Chancellor of Germany (Weimar Republic)
- In office 28 June 1928 – 27 March 1930
- President: Paul von Hindenburg
- Preceded by: Wilhelm Marx
- Succeeded by: Heinrich Brüning
- In office 27 March 1920 – 21 June 1920
- President: Friedrich Ebert
- Deputy: Erich Koch-Weser
- Preceded by: Gustav Bauer
- Succeeded by: Constantin Fehrenbach

Foreign Minister of Germany
- In office 21 June 1919 – 26 March 1920
- President: Friedrich Ebert
- Chancellor: Gustav Bauer
- Preceded by: Ulrich von Brockdorff-Rantzau
- Succeeded by: Adolf Köster

Member of the Reichstag (Weimar Republic)
- In office 6 June 1920 – 20 March 1931
- Constituency: Franconia

(German Empire)
- In office 1 February 1916 – 9 November 1918
- Constituency: Breslau 11

Member of the Weimar National Assembly
- In office 6 February 1919 – 21 May 1920
- Constituency: Breslau

Personal details
- Born: Hermann Müller 18 May 1876 Mannheim, Germany
- Died: 20 March 1931 (aged 54) Berlin, Germany
- Party: SPD
- Spouses: Frieda Tockus ​ ​(m. 1902; died 1905)​; Gottliebe Jaeger ​(m. 1909)​;
- Children: 2 (Annemarie and Erika)

= Hermann Müller (politician, born 1876) =

Chancellor of Germany (1920, 1928–1930)

Hermann Müller (18 May 1876 – 20 March 1931; ) was a German Social Democratic politician who served as foreign minister (1919–1920) and was twice chancellor of Germany (1920, 1928–1930) during the Weimar Republic.
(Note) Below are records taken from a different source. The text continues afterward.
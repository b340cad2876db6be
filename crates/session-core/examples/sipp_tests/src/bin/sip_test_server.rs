//! SIP Test Server - UAS that receives calls from SIPp
//! 
//! This application uses session-core to create a SIP User Agent Server (UAS)
//! that can receive and respond to calls from SIPp test scenarios.
//!
//! NOTE: This example uses some internal implementation details.
//! For the recommended approach using only the public API, see:
//! `examples/api_best_practices/uas_server_clean.rs`

use anyhow::Result;
use clap::{Parser, ValueEnum};
use rvoip_session_core::{SessionCoordinator, SessionManagerBuilder};
use rvoip_session_core::api::{
    CallHandler, CallSession, IncomingCall, CallDecision,
};
use sipp_tests::CallStats;
use std::path::PathBuf;
use std::sync::Arc;
use std::time::{Duration, Instant};
use tokio::signal;
use tokio::sync::Mutex;
use tracing::info;

#[derive(Parser, Debug)]
#[command(name = "sip_test_server")]
#[command(about = "SIP Test Server for SIPp integration testing")]
pub struct Args {
    /// SIP listening port
    #[arg(short, long, default_value = "5062")]
    pub port: u16,
    
    /// Response mode for incoming calls
    #[arg(short, long, default_value = "auto-answer")]
    pub mode: ResponseModeArg,
    
    /// Log level
    #[arg(short, long, default_value = "info")]
    pub log_level: String,
    
    /// Configuration file path
    #[arg(short, long)]
    pub config: Option<PathBuf>,
    
    /// Enable metrics collection
    #[arg(long, default_value = "true")]
    pub metrics: bool,
    
    /// Auto-shutdown after N seconds of inactivity
    #[arg(long)]
    pub auto_shutdown: Option<u64>,
}

#[derive(ValueEnum, Clone, Debug)]
pub enum ResponseModeArg {
    AutoAnswer,
    Busy,
    NotFound,
    Random,
}

/// Call handler for the SIP test server
#[derive(Debug)]
pub struct SipTestHandler {
    stats: Arc<Mutex<CallStats>>,
    response_mode: ResponseModeArg,
    name: String,
}

impl SipTestHandler {
    pub fn new(response_mode: ResponseModeArg, stats: Arc<Mutex<CallStats>>) -> Self {
        Self {
            stats,
            response_mode,
            name: "SIPp-Test-Server".to_string(),
        }
    }
}

#[async_trait::async_trait]
impl CallHandler for SipTestHandler {
    async fn on_incoming_call(&self, call: IncomingCall) -> CallDecision {
        info!("📞 [{}] Incoming call from {} to {}", self.name, call.from, call.to);
        info!("📞 [{}] Call ID: {}", self.name, call.id);
        
        // Update stats
        {
            let mut stats = self.stats.lock().await;
            stats.total_calls += 1;
            stats.active_calls += 1;
        }
        
        match self.response_mode {
            ResponseModeArg::AutoAnswer => {
                info!("✅ [{}] Auto-answering call", self.name);
                
                // Generate SDP answer if we have an offer
                let sdp_answer = if let Some(ref _sdp_offer) = call.sdp {
                    info!("📞 [{}] Received SDP offer, generating simple answer", self.name);
                    // Create a simple SDP answer that matches the offer
                    // In a real implementation, you'd negotiate codecs properly
                    let answer = format!(
                        "v=0\r\n\
                        o=rust 0 0 IN IP4 127.0.0.1\r\n\
                        s=Rust Session\r\n\
                        c=IN IP4 127.0.0.1\r\n\
                        t=0 0\r\n\
                        m=audio 10001 RTP/AVP 0 8\r\n\
                        a=rtpmap:0 PCMU/8000\r\n\
                        a=rtpmap:8 PCMA/8000\r\n\
                        a=sendrecv\r\n"
                    );
                    info!("📞 [{}] Generated SDP answer", self.name);
                    Some(answer)
                } else {
                    None
                };
                
                CallDecision::Accept(sdp_answer)
            }
            ResponseModeArg::Busy => {
                info!("📞 [{}] Rejecting call with 486 Busy Here", self.name);
                CallDecision::Reject("Busy Here".to_string())
            }
            ResponseModeArg::NotFound => {
                info!("📞 [{}] Rejecting call with 404 Not Found", self.name);
                CallDecision::Reject("Not Found".to_string())
            }
            ResponseModeArg::Random => {
                // Random choice
                let choice = fastrand::u8(0..3);
                match choice {
                    0 => {
                        info!("🎲 [{}] Random choice: Accept", self.name);
                        let sdp_answer = if let Some(ref _sdp_offer) = call.sdp {
                            // Create simple SDP answer
                            Some(format!(
                                "v=0\r\n\
                                o=rust 0 0 IN IP4 127.0.0.1\r\n\
                                s=Rust Session\r\n\
                                c=IN IP4 127.0.0.1\r\n\
                                t=0 0\r\n\
                                m=audio 10001 RTP/AVP 0 8\r\n\
                                a=rtpmap:0 PCMU/8000\r\n\
                                a=rtpmap:8 PCMA/8000\r\n\
                                a=sendrecv\r\n"
                            ))
                        } else {
                            None
                        };
                        CallDecision::Accept(sdp_answer)
                    }
                    1 => {
                        info!("🎲 [{}] Random choice: 486 Busy", self.name);
                        CallDecision::Reject("Busy Here".to_string())
                    }
                    _ => {
                        info!("🎲 [{}] Random choice: 404 Not Found", self.name);
                        CallDecision::Reject("Not Found".to_string())
                    }
                }
            }
        }
    }

    async fn on_call_ended(&self, call: CallSession, reason: &str) {
        info!("📴 [{}] Call {} ended: {}", self.name, call.id(), reason);
        
        // Update stats
        {
            let mut stats = self.stats.lock().await;
            stats.active_calls = stats.active_calls.saturating_sub(1);
            stats.successful_calls += 1;
        }
    }
}

/// SIP Test Server implementation
pub struct SipTestServer {
    session_coordinator: Arc<SessionCoordinator>,
    stats: Arc<Mutex<CallStats>>,
    response_mode: ResponseModeArg,
    start_time: Instant,
    port: u16,
}

impl SipTestServer {
    /// Create a new SIP test server
    pub async fn new(port: u16, response_mode: ResponseModeArg) -> Result<Self> {
        info!("🚀 Starting SIP Test Server on port {}", port);
        
        let stats = Arc::new(Mutex::new(CallStats::default()));
        let handler = Arc::new(SipTestHandler::new(response_mode.clone(), Arc::clone(&stats)));
        
        // Create session coordinator with session-core
        let session_coordinator = SessionManagerBuilder::new()
            .with_sip_port(port)
            .with_local_address(format!("sip:test@127.0.0.1:{}", port))
            .with_media_ports(10000, 20000)
            .with_handler(handler)
            .build()
            .await?;
        
        let server = Self {
            session_coordinator,
            stats,
            response_mode,
            start_time: Instant::now(),
            port,
        };
        
        Ok(server)
    }
    
    /// Start the server and handle events
    pub async fn run(&self) -> Result<()> {
        info!("🚀 Starting SIP Test Server session coordinator...");
        
        // Start the session coordinator - this actually binds to the SIP port!
        self.session_coordinator.start().await?;
        
        info!("✅ SIP Test Server ready and listening on port {}", self.port);
        info!("📋 Response mode: {:?}", self.response_mode);
        info!("🔄 Waiting for incoming calls from SIPp...");
        info!("📡 Real SIP server now active - SIPp can connect!");
        
        // Wait for shutdown signal
        self.wait_for_shutdown().await?;
        
        info!("🛑 SIP Test Server shutting down");
        self.print_final_stats().await;
        
        Ok(())
    }
    
    /// Wait for shutdown signal
    async fn wait_for_shutdown(&self) -> Result<()> {
        // Handle Ctrl+C
        let ctrl_c = async {
            signal::ctrl_c().await.expect("Failed to install Ctrl+C handler");
            info!("📡 Received Ctrl+C signal");
        };
        
        // Handle SIGTERM
        #[cfg(unix)]
        let terminate = async {
            signal::unix::signal(signal::unix::SignalKind::terminate())
                .expect("Failed to install signal handler")
                .recv()
                .await;
            info!("📡 Received SIGTERM signal");
        };
        
        #[cfg(not(unix))]
        let terminate = std::future::pending::<()>();
        
        tokio::select! {
            _ = ctrl_c => {},
            _ = terminate => {},
        }
        
        Ok(())
    }
    
    /// Print final statistics
    async fn print_final_stats(&self) {
        let stats = self.stats.lock().await;
        let uptime = self.start_time.elapsed();
        
        info!("📊 Final Statistics:");
        info!("  ⏱️  Uptime: {:.2} seconds", uptime.as_secs_f64());
        info!("  📞 Total calls: {}", stats.total_calls);
        info!("  ✅ Successful calls: {}", stats.successful_calls);
        info!("  ❌ Failed calls: {}", stats.failed_calls);
        info!("  🔄 Active calls: {}", stats.active_calls);
        info!("  📈 Success rate: {:.1}%", stats.success_rate());
        
        if stats.total_calls > 0 {
            let calls_per_second = stats.total_calls as f64 / uptime.as_secs_f64();
            info!("  🚀 Average call rate: {:.2} calls/second", calls_per_second);
        }
    }
}

#[tokio::main]
async fn main() -> Result<()> {
    let args = Args::parse();
    
    // Initialize tracing
    tracing_subscriber::fmt()
        .with_env_filter(&args.log_level)
        .with_target(false)
        .with_thread_ids(true)
        .with_file(true)
        .with_line_number(true)
        .init();
    
    info!("🧪 SIP Test Server starting...");
    info!("🔧 Configuration:");
    info!("  📡 Port: {}", args.port);
    info!("  🎯 Mode: {:?}", args.mode);
    info!("  📊 Metrics: {}", args.metrics);
    
    // Create and run server
    let server = SipTestServer::new(args.port, args.mode).await?;
    
    // Run with timeout if specified
    if let Some(timeout_secs) = args.auto_shutdown {
        info!("⏰ Auto-shutdown enabled: {} seconds", timeout_secs);
        tokio::time::timeout(
            Duration::from_secs(timeout_secs),
            server.run()
        ).await??;
    } else {
        server.run().await?;
    }
    
    info!("👋 SIP Test Server shutdown complete");
    Ok(())
}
Müller rose quickly through the ranks of the Social Democratic Party (SPD) after joining it in 1893. He was elected to the Reichstag of the German Empire in 1916 and to the Weimar National Assembly in 1919. In his capacity as foreign minister, he was one of the German signatories of the Treaty of Versailles (28 June 1919).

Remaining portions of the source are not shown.